AKP rule means Turkey is always safe, says PM

ANKARA
AKP rule means Turkey is always safe, says PM

In this Nov. 16, 2015 photo, Turkish Prime Minister Ahmet Davutoğlu is delivering a speech as he gathered with his deputies a day before an oath-taking ceremony at parliament following the Nov. 1 snap elections. AA Photo

The ruling Justice and Development Party’s (AKP) hold over the power of the nation makes Turkey “always safe,” Prime Minister Ahmet Davutoğlu has argued, in the wake of the Paris attacks where jihadists killed at least 129 people.

“If the AK Parti [AKP] is standing on its feet, then Turkey is always safe,” Davutoğlu said on Nov. 16, while citing the AKP’s “astute way of governance” as a reason for such an assurance.

“If we had not given the required response after the Suruç attack, if we had not given a response in the face of simultaneous attacks, then graver troubles could have emerged,” Davutoğlu said, as he gathered with his deputies a day before an oath-taking ceremony at parliament following the Nov. 1 snap elections.

He was referring to a suicide bombing attack against socialist activists in the border town of Suruç which killed 34 people in July. Violence between Turkish security forces and militants of the outlawed Kurdistan Workers’ Party (PKK) reignited this summer after the attack in Suruç, shattering a fragile peace process, dubbed the “resolution process” by governmental officials, following a two-and-a-half-year de facto period of non-conflict. The bombing was blamed on the Islamic State of Iraq and the Levant (ISIL), which also launched the Paris attacks, but the PKK and many in the Turkish opposition blamed the AKP for creating the conditions to facilitate the attack.
 
“The Paris attacks openly displayed that terror is a threat in every place in the world and for every society. Those heartless [people] - who called the state a ‘murderer state’ and who addressed Mr.

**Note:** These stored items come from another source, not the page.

//! Presentation helpers shared by VipChip frontends.

pub mod render;

use std::fmt;
use std::str::FromStr;

pub use render::Palette;

#[derive(Copy, Clone, Eq, PartialEq, Hash, Debug)]
pub struct Color {
    pub r: u8,
    pub g: u8,
    pub b: u8,
}

impl Color {
    pub const BLACK: Color = Color::new_rgb(0, 0, 0);
    pub const WHITE: Color = Color::new_rgb(255, 255, 255);

    /// Phosphor green of the VIP client.
    pub const VIP_GREEN: Color = Color::new_rgb(0x00, 0xA7, 0x00);
    /// Unlit background of the VIP client.
    pub const VIP_BACKGROUND: Color = Color::new_rgb(0x1A, 0x1A, 0x1A);

    #[inline]
    pub const fn new_rgb(r: u8, g: u8, b: u8) -> Color {
        Color { r, g, b }
    }

    #[inline]
    pub const fn to_rgb24(&self) -> [u8; 3] {
        [self.r, self.g, self.b]
    }
}

impl fmt::Display for Color {
    fn fmt(&self, f: &mut fmt::Formatter<'_>) -> fmt::Result {
        write!(f, "#{:02X}{:02X}{:02X}", self.r, self.g, self.b)
    }
}

#[derive(Debug, Clone, PartialEq, Eq)]
pub struct ParseColorError(String);

impl fmt::Display for ParseColorError {
    fn fmt(&self, f: &mut fmt::Formatter<'_>) -> fmt::Result {
        write!(f, "invalid color '{}', expected #RRGGBB", self.0)
    }
}

impl std::error::Error for ParseColorError {}

impl FromStr for Color {
    type Err = ParseColorError;

    /// Accepts `#RRGGBB` or `RRGGBB`.
    fn from_str(s: &str) -> Result<Self, Self::Err> {
        let hex = s.strip_prefix('#').unwrap_or(s);
        if hex.len() != 6 || !hex.is_ascii() {
            return Err(ParseColorError(s.to_string()));
        }
        let channel = |i: usize| {
            u8::from_str_radix(&hex[i..i + 2], 16).map_err(|_| ParseColorError(s.to_string()))
        };
        Ok(Color::new_rgb(channel(0)?, channel(2)?, channel(4)?))
    }
}

#[cfg(test)]
mod tests {
    use super::*;

    #[test]
    fn parses_hex_colors() {
        assert_eq!("#00A700".parse::<Color>(), Ok(Color::VIP_GREEN));
        assert_eq!("1a1a1a".parse::<Color>(), Ok(Color::VIP_BACKGROUND));
        assert!("#00A70".parse::<Color>().is_err());
        assert!("#GGGGGG".parse::<Color>().is_err());
    }

    #[test]
    fn display_round_trips() {
        let color = Color::new_rgb(0x12, 0xAB, 0xEF);
        assert_eq!(color.to_string(), "#12ABEF");
        assert_eq!(color.to_string().parse::<Color>(), Ok(color));
    }
}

President [Recep Tayyip Erdoğan] and me as ‘You who are responsible for this terror’ while we were grappling with taking our wounded to hospitals and collecting bodies after the Ankara Railway Station attack - now have to draw a lesson from the reaction shown by the French opposition, intellectuals and press after the incident in France,” he said.

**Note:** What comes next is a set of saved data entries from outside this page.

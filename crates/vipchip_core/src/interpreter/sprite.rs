use crate::display::{Display, Rect};
use crate::keypad::Keypad;
use crate::timing;
use crate::Fault;

use super::Interpreter;

/// Sprites are always one byte wide.
const SPRITE_WIDTH: usize = 8;

impl<D: Display, K: Keypad> Interpreter<D, K> {
    pub(super) fn clear_display(&mut self) {
        for row in 0..self.display.height() {
            self.display.line_mut(row, 0).fill(0x00);
        }
        self.display.invalidate();
    }

    /// `DXYN`: XOR `rows` bytes from `I` onto the screen at `(VX, VY)`.
    ///
    /// The origin wraps around the screen, the sprite itself is clipped at
    /// the right and bottom edges. VF receives 1 if any lit pixel was
    /// turned off.
    pub(super) fn draw_sprite(&mut self, x: usize, y: usize, rows: u8) -> Result<u32, Fault> {
        let rows = usize::from(rows);
        let width = self.display.width();
        let height = self.display.height();
        if rows == 0 || width == 0 || height == 0 {
            self.set_flag(0);
            return Ok(timing::draw(rows as u32));
        }
        // Checked up front so a faulting draw leaves the screen untouched.
        let source = self.memory_range(self.index, rows)?;

        let left = usize::from(self.registers[x]) % width;
        let top = usize::from(self.registers[y]) % height;
        let visible_cols = SPRITE_WIDTH.min(width - left);
        let visible_rows = rows.min(height - top);

        let mut collision = false;
        for (row, &bits) in self.memory[source].iter().take(visible_rows).enumerate() {
            let line = self.display.line_mut(top + row, left);
            for (col, pixel) in line.iter_mut().take(visible_cols).enumerate() {
                if bits & (0x80 >> col) != 0 {
                    *pixel ^= 0xFF;
                    collision |= *pixel == 0x00;
                }
            }
        }

        self.display
            .invalidate_rect(Rect::new(left, top, visible_cols, visible_rows));
        self.set_flag(u8::from(collision));
        Ok(timing::draw(rows as u32))
    }
}
use crate::timing::TIMER_PERIOD;

/// Countdown register decremented on cycle deadlines rather than wall time,
/// so its decay is reproducible from a cycle trace alone.
#[derive(Copy, Clone, Debug, PartialEq, Eq)]
pub(super) struct CountdownTimer {
    value: u8,
    /// Cycle count at which the next decrement is due.
    deadline: u64,
}

impl Default for CountdownTimer {
    fn default() -> Self {
        Self {
            value: 0,
            deadline: u64::MAX,
        }
    }
}

impl CountdownTimer {
    #[inline]
    pub(super) fn value(&self) -> u8 {
        self.value
    }

    #[inline]
    pub(super) fn is_running(&self) -> bool {
        self.value > 0
    }

    /// Load a new value; the first decrement is one period away.
    pub(super) fn load(&mut self, value: u8, now: u64) {
        self.value = value;
        self.deadline = now + TIMER_PERIOD;
    }

    /// Raise the timer to at least `value`.
    pub(super) fn sustain(&mut self, value: u8, now: u64) {
        if self.value < value {
            self.load(value, now);
        }
    }

    /// Decrement once if the deadline has passed. Overdue periods are not
    /// caught up; the next deadline is one period after the missed one.
    pub(super) fn refresh(&mut self, now: u64) {
        if self.value > 0 && now >= self.deadline {
            self.value -= 1;
            self.deadline += TIMER_PERIOD;
        }
    }
}

#[cfg(test)]
mod tests {
    use super::*;

    #[test]
    fn idle_timer_never_decrements() {
        let mut timer = CountdownTimer::default();
        timer.refresh(u64::MAX);
        assert_eq!(timer.value(), 0);
        assert!(!timer.is_running());
    }

    #[test]
    fn decrements_once_per_deadline() {
        let mut timer = CountdownTimer::default();
        timer.load(3, 100);

        timer.refresh(100 + TIMER_PERIOD - 1);
        assert_eq!(timer.value(), 3);

        timer.refresh(100 + TIMER_PERIOD);
        assert_eq!(timer.value(), 2);

        // Far overdue: still a single step per check.
        timer.refresh(100 + 10 * TIMER_PERIOD);
        assert_eq!(timer.value(), 1);
        timer.refresh(100 + 10 * TIMER_PERIOD);
        assert_eq!(timer.value(), 0);
        timer.refresh(100 + 20 * TIMER_PERIOD);
        assert_eq!(timer.value(), 0);
    }

    #[test]
    fn sustain_only_raises() {
        let mut timer = CountdownTimer::default();
        timer.load(10, 0);
        timer.sustain(4, 50);
        assert_eq!(timer.value(), 10);

        let mut timer = CountdownTimer::default();
        timer.sustain(4, 50);
        assert_eq!(timer.value(), 4);
        timer.refresh(50 + TIMER_PERIOD);
        assert_eq!(timer.value(), 3);
    }
}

Davutoğlu’s remarks were an apparent reference to a polemic he had with the co-chair of the Peoples’ Democratic Party (HDP), Selahattin Demirtaş, in the aftermath of the Oct. 10 Ankara massacre, when a twin suicide bombing by ISIL killed 100 peace activists in the heart of the capital city.

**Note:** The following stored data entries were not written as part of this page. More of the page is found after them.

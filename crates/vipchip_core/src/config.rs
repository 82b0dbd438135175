use typed_builder::TypedBuilder;

use crate::DEFAULT_MEMORY_SIZE;

/// Seed used when the host does not pick one.
pub const DEFAULT_SEED: u16 = 0xC8C8;

/// Shift semantics for `8XY6` / `8XYE`.
///
/// Historical interpreters disagree: the COSMAC VIP shifted VY into VX,
/// later interpreters shift VX in place and ignore VY.
#[derive(Copy, Clone, Debug, Default, PartialEq, Eq, Hash)]
pub enum AluProfile {
    /// `VX = VY >> 1` / `VX = VY << 1`.
    Original,
    /// `VX = VX >> 1` / `VX = VX << 1`.
    #[default]
    Modern,
}

impl AluProfile {
    #[inline]
    fn source(self, vx: u8, vy: u8) -> u8 {
        match self {
            AluProfile::Original => vy,
            AluProfile::Modern => vx,
        }
    }

    /// Returns `(result, flag)` where the flag is the bit shifted out.
    #[inline]
    pub fn shift_right(self, vx: u8, vy: u8) -> (u8, u8) {
        let src = self.source(vx, vy);
        (src >> 1, src & 0x01)
    }

    /// Returns `(result, flag)` where the flag is the bit shifted out.
    #[inline]
    pub fn shift_left(self, vx: u8, vy: u8) -> (u8, u8) {
        let src = self.source(vx, vy);
        (src << 1, src >> 7)
    }
}

impl std::str::FromStr for AluProfile {
    type Err = String;

    fn from_str(s: &str) -> Result<Self, Self::Err> {
        match s.to_ascii_lowercase().as_str() {
            "original" | "vip" | "cosmac" => Ok(AluProfile::Original),
            "modern" => Ok(AluProfile::Modern),
            other => Err(format!(
                "unknown ALU profile '{other}', expected 'original' or 'modern'"
            )),
        }
    }
}

/// Construction-time interpreter options.
#[derive(Clone, Debug, TypedBuilder)]
pub struct Config {
    #[builder(default)]
    pub alu_profile: AluProfile,
    /// Memory size in bytes, clamped to `MIN_MEMORY_SIZE..=MAX_MEMORY_SIZE`.
    #[builder(default = DEFAULT_MEMORY_SIZE)]
    pub memory_size: usize,
    /// Seed of the `CXNN` generator, restored on every reset.
    #[builder(default = DEFAULT_SEED)]
    pub seed: u16,
    /// Treat `0NNN` machine-code calls as `UnexpectedOpcode` instead of no-ops.
    #[builder(default = false)]
    pub strict: bool,
    /// Keep the sound timer running while a key is held during `FX0A`.
    #[builder(default = true)]
    pub key_wait_tone: bool,
}

impl Default for Config {
    fn default() -> Self {
        Config::builder().build()
    }
}

#[cfg(test)]
mod tests {
    use super::*;

    #[test]
    fn modern_profile_shifts_vx_in_place() {
        assert_eq!(AluProfile::Modern.shift_right(0b0000_0011, 0xFF), (0b0000_0001, 1));
        assert_eq!(AluProfile::Modern.shift_left(0b1000_0001, 0x00), (0b0000_0010, 1));
        assert_eq!(AluProfile::Modern.shift_left(0b0100_0000, 0xFF), (0b1000_0000, 0));
    }

    #[test]
    fn original_profile_shifts_vy_into_vx() {
        assert_eq!(AluProfile::Original.shift_right(0xFF, 0b0000_0010), (0b0000_0001, 0));
        assert_eq!(AluProfile::Original.shift_left(0x00, 0b1100_0000), (0b1000_0000, 1));
    }

    #[test]
    fn profile_parses_from_cli_names() {
        assert_eq!("original".parse::<AluProfile>(), Ok(AluProfile::Original));
        assert_eq!("Modern".parse::<AluProfile>(), Ok(AluProfile::Modern));
        assert!("schip".parse::<AluProfile>().is_err());
    }

    #[test]
    fn default_config_matches_builder_defaults() {
        let config = Config::default();
        assert_eq!(config.alu_profile, AluProfile::Modern);
        assert_eq!(config.memory_size, DEFAULT_MEMORY_SIZE);
        assert_eq!(config.seed, DEFAULT_SEED);
        assert!(!config.strict);
        assert!(config.key_wait_tone);
    }
}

At the time, Davutoğlu said he would agree to meet Demirtaş only if he publicly acknowledged making a mistake by blaming state forces for the attack. The HDP co-chair responded by saying it was actually the prime minister who should apologize. The HDP was among the organizers of the peace rally in Ankara on the day of the blasts and its grassroots had a major presence there. Four people were also killed in a bombing at an HDP rally in the southeastern province of Diyarbakır on June 5, only two days before the June 7 parliamentary elections.